BEGIN RECORDS SHOWN
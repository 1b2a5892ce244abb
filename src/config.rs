//! Configuration System
//!
//! Handles loading configuration from files and environment variables.
//! Supports TOML config files and environment variable overrides.

use serde::Deserialize;
use std::path::{Path, PathBuf};
use std::time::Duration;

use crate::poller::PollSettings;

/// Main configuration structure
#[derive(Debug, Clone, Default, Deserialize)]
pub struct Config {
    #[serde(default)]
    pub dashboard: DashboardConfig,

    #[serde(default)]
    pub server: ServerConfig,

    #[serde(default)]
    pub logging: LoggingConfig,
}

/// Dashboard polling and display configuration
#[derive(Debug, Clone, Deserialize)]
pub struct DashboardConfig {
    #[serde(default = "default_address")]
    pub address: String,

    #[serde(default = "default_last_n")]
    pub last_n: usize,

    #[serde(default = "default_refresh_interval")]
    pub refresh_interval_ms: u64,

    #[serde(default = "default_health_interval")]
    pub health_interval_ms: u64,

    #[serde(default = "default_request_timeout")]
    pub request_timeout_ms: u64,

    #[serde(default = "default_chart_width")]
    pub chart_width: usize,

    #[serde(default = "default_chart_height")]
    pub chart_height: usize,
}

fn default_address() -> String {
    "http://localhost:3000".to_string()
}

fn default_last_n() -> usize {
    100
}

fn default_refresh_interval() -> u64 {
    1000 // 1 second
}

fn default_health_interval() -> u64 {
    1000 // 1 second
}

fn default_request_timeout() -> u64 {
    5000
}

fn default_chart_width() -> usize {
    72
}

fn default_chart_height() -> usize {
    16
}

impl Default for DashboardConfig {
    fn default() -> Self {
        Self {
            address: default_address(),
            last_n: default_last_n(),
            refresh_interval_ms: default_refresh_interval(),
            health_interval_ms: default_health_interval(),
            request_timeout_ms: default_request_timeout(),
            chart_width: default_chart_width(),
            chart_height: default_chart_height(),
        }
    }
}

impl DashboardConfig {
    /// Poller timer settings derived from this config
    pub fn poll_settings(&self) -> PollSettings {
        PollSettings {
            address: self.address.clone(),
            refresh_interval: Duration::from_millis(self.refresh_interval_ms),
            health_interval: Duration::from_millis(self.health_interval_ms),
        }
    }

    pub fn request_timeout(&self) -> Duration {
        Duration::from_millis(self.request_timeout_ms)
    }
}

/// Sensor server configuration
#[derive(Debug, Clone, Deserialize)]
pub struct ServerConfig {
    #[serde(default = "default_host")]
    pub host: String,

    #[serde(default = "default_port")]
    pub port: u16,

    #[serde(default = "default_csv_path")]
    pub csv_path: String,

    /// Serve synthetic readings instead of the CSV file
    #[serde(default)]
    pub mock: bool,
}

fn default_host() -> String {
    "0.0.0.0".to_string()
}

fn default_port() -> u16 {
    3000
}

fn default_csv_path() -> String {
    "values.csv".to_string()
}

impl Default for ServerConfig {
    fn default() -> Self {
        Self {
            host: default_host(),
            port: default_port(),
            csv_path: default_csv_path(),
            mock: false,
        }
    }
}

impl ServerConfig {
    /// Get the server bind address
    pub fn addr(&self) -> String {
        format!("{}:{}", self.host, self.port)
    }
}

/// Logging configuration
#[derive(Debug, Clone, Deserialize)]
pub struct LoggingConfig {
    #[serde(default = "default_log_level")]
    pub level: String,

    #[serde(default = "default_log_format")]
    pub format: String,
}

fn default_log_level() -> String {
    "info".to_string()
}

fn default_log_format() -> String {
    "pretty".to_string()
}

impl Default for LoggingConfig {
    fn default() -> Self {
        Self {
            level: default_log_level(),
            format: default_log_format(),
        }
    }
}

impl Config {
    /// Load configuration from a file
    pub fn load(path: &Path) -> Result<Self, ConfigError> {
        let content = std::fs::read_to_string(path).map_err(|e| ConfigError::Io {
            path: path.to_path_buf(),
            error: e.to_string(),
        })?;

        Self::parse(&content).map_err(|error| ConfigError::Parse {
            path: path.to_path_buf(),
            error,
        })
    }

    fn parse(content: &str) -> Result<Self, String> {
        toml::from_str(content).map_err(|e| e.to_string())
    }

    /// Load configuration from environment variables only
    pub fn from_env() -> Self {
        let mut config = Config::default();
        config.apply_env_overrides();
        config
    }

    /// Load configuration with environment variable overrides
    pub fn load_with_env(path: &Path) -> Result<Self, ConfigError> {
        let mut config = Self::load(path)?;
        config.apply_env_overrides();
        Ok(config)
    }

    /// Load from default locations or environment
    pub fn load_default() -> Self {
        let config_paths = [
            dirs::config_dir().map(|p| p.join("co2-dashboard").join("config.toml")),
            Some(PathBuf::from("./config.toml")),
        ];

        for path_opt in config_paths.iter().flatten() {
            if path_opt.exists() {
                match Self::load_with_env(path_opt) {
                    Ok(config) => {
                        tracing::info!("Loaded config from {:?}", path_opt);
                        return config;
                    }
                    Err(e) => {
                        tracing::warn!("Failed to load config from {:?}: {}", path_opt, e);
                    }
                }
            }
        }

        tracing::info!("Using default config with environment overrides");
        Self::from_env()
    }

    /// Load the given file if any, otherwise the default locations
    pub fn resolve(path: Option<&Path>) -> Result<Self, ConfigError> {
        match path {
            Some(path) => Self::load_with_env(path),
            None => Ok(Self::load_default()),
        }
    }

    /// Apply environment variable overrides to an existing config
    fn apply_env_overrides(&mut self) {
        self.apply_overrides(|key| std::env::var(key).ok());
    }

    fn apply_overrides(&mut self, var: impl Fn(&str) -> Option<String>) {
        // Dashboard overrides
        if let Some(address) = var("CO2_DASHBOARD_ADDRESS") {
            self.dashboard.address = address;
        }
        if let Some(Ok(n)) = var("CO2_DASHBOARD_LAST_N").map(|v| v.parse::<usize>()) {
            self.dashboard.last_n = n;
        }
        if let Some(Ok(ms)) = var("CO2_DASHBOARD_REFRESH_MS").map(|v| v.parse::<u64>()) {
            self.dashboard.refresh_interval_ms = ms;
        }
        if let Some(Ok(ms)) = var("CO2_DASHBOARD_HEALTH_MS").map(|v| v.parse::<u64>()) {
            self.dashboard.health_interval_ms = ms;
        }

        // Server overrides
        if let Some(Ok(port)) = var("CO2_SERVER_PORT").map(|v| v.parse::<u16>()) {
            self.server.port = port;
        }
        if let Some(path) = var("CO2_VALUES_CSV") {
            self.server.csv_path = path;
        }

        // Logging overrides
        if let Some(level) = var("CO2_LOG_LEVEL") {
            self.logging.level = level;
        }
        if let Some(format) = var("CO2_LOG_FORMAT") {
            self.logging.format = format;
        }
    }
}

/// Configuration errors
#[derive(Debug, thiserror::Error)]
pub enum ConfigError {
    #[error("Failed to read config file {path:?}: {error}")]
    Io { path: PathBuf, error: String },

    #[error("Failed to parse config file {path:?}: {error}")]
    Parse { path: PathBuf, error: String },
}

/// Generate a default config file content
pub fn generate_default_config() -> String {
    r#"# CO2 Dashboard Configuration
#
# Environment variables override these settings:
# - CO2_DASHBOARD_ADDRESS
# - CO2_DASHBOARD_LAST_N
# - CO2_DASHBOARD_REFRESH_MS
# - CO2_DASHBOARD_HEALTH_MS
# - CO2_SERVER_PORT
# - CO2_VALUES_CSV
# - CO2_LOG_LEVEL
# - CO2_LOG_FORMAT

[dashboard]
# Sensor server base URL
address = "http://localhost:3000"

# Number of most recent readings to draw
last_n = 100

# How often to poll /data (ms)
refresh_interval_ms = 1000

# How often to poll /health (ms)
health_interval_ms = 1000

# Per-request timeout (ms)
request_timeout_ms = 5000

# Plot area size in characters
chart_width = 72
chart_height = 16

[server]
# Sensor server host
host = "0.0.0.0"

# Sensor server port
port = 3000

# CSV file with `timestamp,ppm` rows served on /data
csv_path = "values.csv"

# Serve synthetic readings instead of the CSV file
mock = false

[logging]
# Log level: trace, debug, info, warn, error
level = "info"

# Log format: pretty (for development) or json (for production)
format = "pretty"
"#
    .to_string()
}

#[cfg(test)]
mod tests {
    use super::*;
    use std::collections::HashMap;
    use std::io::Write;

    #[test]
    fn test_defaults() {
        let config = Config::default();
        assert_eq!(config.dashboard.address, "http://localhost:3000");
        assert_eq!(config.dashboard.last_n, 100);
        assert_eq!(config.dashboard.refresh_interval_ms, 1000);
        assert_eq!(config.dashboard.health_interval_ms, 1000);
        assert_eq!(config.server.addr(), "0.0.0.0:3000");
        assert_eq!(config.logging.format, "pretty");
    }

    #[test]
    fn test_generated_config_parses_to_defaults() {
        let config = Config::parse(&generate_default_config()).unwrap();
        let defaults = Config::default();
        assert_eq!(config.dashboard.address, defaults.dashboard.address);
        assert_eq!(config.dashboard.last_n, defaults.dashboard.last_n);
        assert_eq!(config.server.port, defaults.server.port);
        assert_eq!(config.server.csv_path, defaults.server.csv_path);
    }

    #[test]
    fn test_partial_file() {
        let mut file = tempfile::NamedTempFile::new().unwrap();
        writeln!(file, "[dashboard]\naddress = \"http://pi.local:3000\"\nlast_n = 20").unwrap();

        let config = Config::load(file.path()).unwrap();
        assert_eq!(config.dashboard.address, "http://pi.local:3000");
        assert_eq!(config.dashboard.last_n, 20);
        assert_eq!(config.dashboard.refresh_interval_ms, 1000);
        assert!(!config.server.mock);
    }

    #[test]
    fn test_load_errors() {
        let err = Config::load(Path::new("/definitely/not/here.toml")).unwrap_err();
        assert!(matches!(err, ConfigError::Io { .. }));

        let mut file = tempfile::NamedTempFile::new().unwrap();
        writeln!(file, "[dashboard\nlast_n = ").unwrap();
        let err = Config::load(file.path()).unwrap_err();
        assert!(matches!(err, ConfigError::Parse { .. }));
    }

    #[test]
    fn test_overrides() {
        let vars: HashMap<&str, &str> = [
            ("CO2_DASHBOARD_ADDRESS", "http://10.0.0.5:3000"),
            ("CO2_DASHBOARD_LAST_N", "25"),
            ("CO2_DASHBOARD_REFRESH_MS", "not-a-number"),
            ("CO2_SERVER_PORT", "8080"),
            ("CO2_LOG_FORMAT", "json"),
        ]
        .into_iter()
        .collect();

        let mut config = Config::default();
        config.apply_overrides(|key| vars.get(key).map(|v| v.to_string()));

        assert_eq!(config.dashboard.address, "http://10.0.0.5:3000");
        assert_eq!(config.dashboard.last_n, 25);
        // Unparseable values leave the setting alone
        assert_eq!(config.dashboard.refresh_interval_ms, 1000);
        assert_eq!(config.server.port, 8080);
        assert_eq!(config.logging.format, "json");
    }

    #[test]
    fn test_poll_settings() {
        let settings = DashboardConfig::default().poll_settings();
        assert_eq!(settings, PollSettings::default());
    }
}
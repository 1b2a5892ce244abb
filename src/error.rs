//! Sensor error types
//!
//! Defines all errors that can occur while talking to a sensor server.

use thiserror::Error;

/// Errors that can occur while polling a sensor server
#[derive(Error, Debug)]
pub enum SensorError {
    /// Request could not be sent or the response body could not be read
    #[error("Request failed: {0}")]
    Request(#[from] reqwest::Error),

    /// Server did not answer within the configured timeout
    #[error("Request timeout")]
    Timeout,

    /// Server could not be reached at all
    #[error("Sensor server unavailable at {0}")]
    Unavailable(String),

    /// Response body was not a valid data payload
    #[error("Invalid data payload: {0}")]
    Payload(#[from] PayloadError),
}

/// Errors found while turning a `/data` body into measurements
#[derive(Error, Debug, Clone, PartialEq)]
pub enum PayloadError {
    /// Body was not JSON or was missing `timestamps`/`co2values`
    #[error("malformed JSON: {0}")]
    Json(String),

    /// `timestamps` and `co2values` have different lengths
    #[error("{timestamps} timestamps but {values} values")]
    LengthMismatch { timestamps: usize, values: usize },

    /// A timestamp could not be parsed
    #[error("unparseable timestamp {value:?} at index {index}")]
    InvalidTimestamp { index: usize, value: String },
}

impl From<serde_json::Error> for PayloadError {
    fn from(err: serde_json::Error) -> Self {
        PayloadError::Json(err.to_string())
    }
}

impl SensorError {
    /// Classify a reqwest error the way the dashboard reports it
    pub fn from_reqwest(err: reqwest::Error, address: &str) -> Self {
        if err.is_timeout() {
            SensorError::Timeout
        } else if err.is_connect() {
            SensorError::Unavailable(address.to_string())
        } else {
            SensorError::Request(err)
        }
    }
}

/// Result type alias for sensor operations
pub type SensorResult<T> = Result<T, SensorError>;
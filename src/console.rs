//! Console
//!
//! Terminal front end: line commands read from stdin and the screen that is
//! redrawn on every state change.

use std::io::ErrorKind;
use std::time::Duration;

use chrono::Local;
use thiserror::Error;

use crate::chart::{render_chart, ChartSize};
use crate::client::HealthStatus;
use crate::measurement::DisplayWindow;
use crate::state::DashboardState;

/// Clear screen and move the cursor home
const CLEAR: &str = "\x1b[2J\x1b[H";

pub const HELP: &str = "\
Commands:
  address <url>   (a)  poll a different sensor server
  last <n>        (n)  draw the latest n readings
  interval <ms>   (i)  data poll interval in milliseconds
  refresh              redraw now
  help            (h)  show this help
  quit            (q)  exit";

/// A parsed console command
#[derive(Debug, Clone, PartialEq)]
pub enum Command {
    Address(String),
    LastN(usize),
    Interval(Duration),
    Refresh,
    Help,
    Quit,
}

/// Errors from parsing a console line
#[derive(Debug, Error, PartialEq)]
pub enum CommandError {
    #[error("Unknown command '{0}' (type 'help')")]
    Unknown(String),

    #[error("'{0}' needs an argument")]
    MissingArgument(&'static str),

    #[error("'{command}' expects a whole number, got '{value}'")]
    InvalidNumber { command: &'static str, value: String },

    #[error("Interval must be greater than zero")]
    ZeroInterval,
}

/// Parse one console line. Blank lines are `Ok(None)`.
pub fn parse_command(line: &str) -> Result<Option<Command>, CommandError> {
    let line = line.trim();
    if line.is_empty() {
        return Ok(None);
    }

    let (word, rest) = match line.split_once(char::is_whitespace) {
        Some((word, rest)) => (word, rest.trim()),
        None => (line, ""),
    };

    let command = match word.to_lowercase().as_str() {
        "address" | "a" => {
            if rest.is_empty() {
                return Err(CommandError::MissingArgument("address"));
            }
            Command::Address(rest.to_string())
        }
        "last" | "n" => Command::LastN(number("last", rest)?),
        "interval" | "i" => {
            let ms: u64 = number("interval", rest)?;
            if ms == 0 {
                return Err(CommandError::ZeroInterval);
            }
            Command::Interval(Duration::from_millis(ms))
        }
        "refresh" | "r" => Command::Refresh,
        "help" | "h" | "?" => Command::Help,
        "quit" | "q" | "exit" => Command::Quit,
        other => return Err(CommandError::Unknown(other.to_string())),
    };

    Ok(Some(command))
}

fn number<T: std::str::FromStr>(command: &'static str, value: &str) -> Result<T, CommandError> {
    if value.is_empty() {
        return Err(CommandError::MissingArgument(command));
    }
    value.parse().map_err(|_| CommandError::InvalidNumber {
        command,
        value: value.to_string(),
    })
}

/// What one read from stdin means for the dashboard
#[derive(Debug, PartialEq)]
pub enum Input {
    Command(Command),
    /// Feedback for the status line; keep reading
    Status(String),
    Blank,
    /// Stdin is gone, keep drawing until a signal arrives
    Closed,
}

/// Classify the result of reading one stdin line.
///
/// Undecodable lines only produce a status message. Any other read error
/// closes input, it never ends the dashboard.
pub fn read_input(line: std::io::Result<Option<String>>) -> Input {
    match line {
        Ok(Some(line)) => match parse_command(&line) {
            Ok(Some(command)) => Input::Command(command),
            Ok(None) => Input::Blank,
            Err(e) => Input::Status(e.to_string()),
        },
        Ok(None) => Input::Closed,
        Err(e) if e.kind() == ErrorKind::InvalidData => {
            Input::Status(format!("Unreadable input: {}", e))
        }
        Err(e) => {
            tracing::warn!("Stopped reading commands: {}", e);
            Input::Closed
        }
    }
}

/// What the screen needs besides the polled state
#[derive(Debug, Clone)]
pub struct View {
    pub window: DisplayWindow,
    pub refresh_interval: Duration,
    pub size: ChartSize,
    /// Feedback for the last command
    pub status: Option<String>,
}

/// Render the whole screen for one state snapshot
pub fn render_screen(state: &DashboardState, view: &View) -> String {
    let mut out = String::new();

    out.push_str(&format!("CO2 Data  {}\n", state.address));
    let marker = match state.health {
        HealthStatus::Healthy => "[+]",
        HealthStatus::Unhealthy | HealthStatus::Unknown => "[-]",
    };
    out.push_str(&format!("{} {}\n", marker, state.health));

    if let Some(alert) = &state.alert {
        out.push_str(&format!(
            "!! {} (HTTP {}) at {}\n",
            alert.message,
            alert.status,
            alert.raised_at.with_timezone(&Local).format("%H:%M:%S")
        ));
    }
    if let Some(error) = &state.last_error {
        out.push_str(&format!("!! {}\n", error));
    }
    out.push('\n');

    let points = view.window.apply(&state.measurements);
    out.push_str("CO2 Measurements (ppm)\n");
    out.push_str(&render_chart(&points, view.size));
    out.push('\n');

    let updated = state
        .last_update
        .map(|t| t.with_timezone(&Local).format("%H:%M:%S").to_string())
        .unwrap_or_else(|| "never".to_string());
    out.push_str(&format!(
        "Last N: {}  Refresh: {} ms  Showing: {}/{}  Updated: {}\n",
        view.window.last_n,
        view.refresh_interval.as_millis(),
        points.len(),
        state.measurements.len(),
        updated
    ));

    if let Some(status) = &view.status {
        out.push_str(status);
        out.push('\n');
    }
    out.push_str("> ");
    out
}

/// Terminal output that skips frames identical to the one on screen
#[derive(Debug, Default)]
pub struct Screen {
    last: Option<String>,
}

impl Screen {
    /// Clear-and-draw sequence for this state, or `None` if nothing changed
    pub fn frame(&mut self, state: &DashboardState, view: &View) -> Option<String> {
        let screen = render_screen(state, view);
        if self.last.as_deref() == Some(screen.as_str()) {
            return None;
        }
        let out = format!("{}{}", CLEAR, screen);
        self.last = Some(screen);
        Some(out)
    }

    /// Force the next frame to be drawn
    pub fn invalidate(&mut self) {
        self.last = None;
    }
}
END RECORDS SHOWN
• WHAT THE TASK ASKS
Report all lines above with "synthetic".

• EXERCISE RESULT
    /// Serve synthetic readings instead of the CSV file
# Serve synthetic readings instead of the CSV file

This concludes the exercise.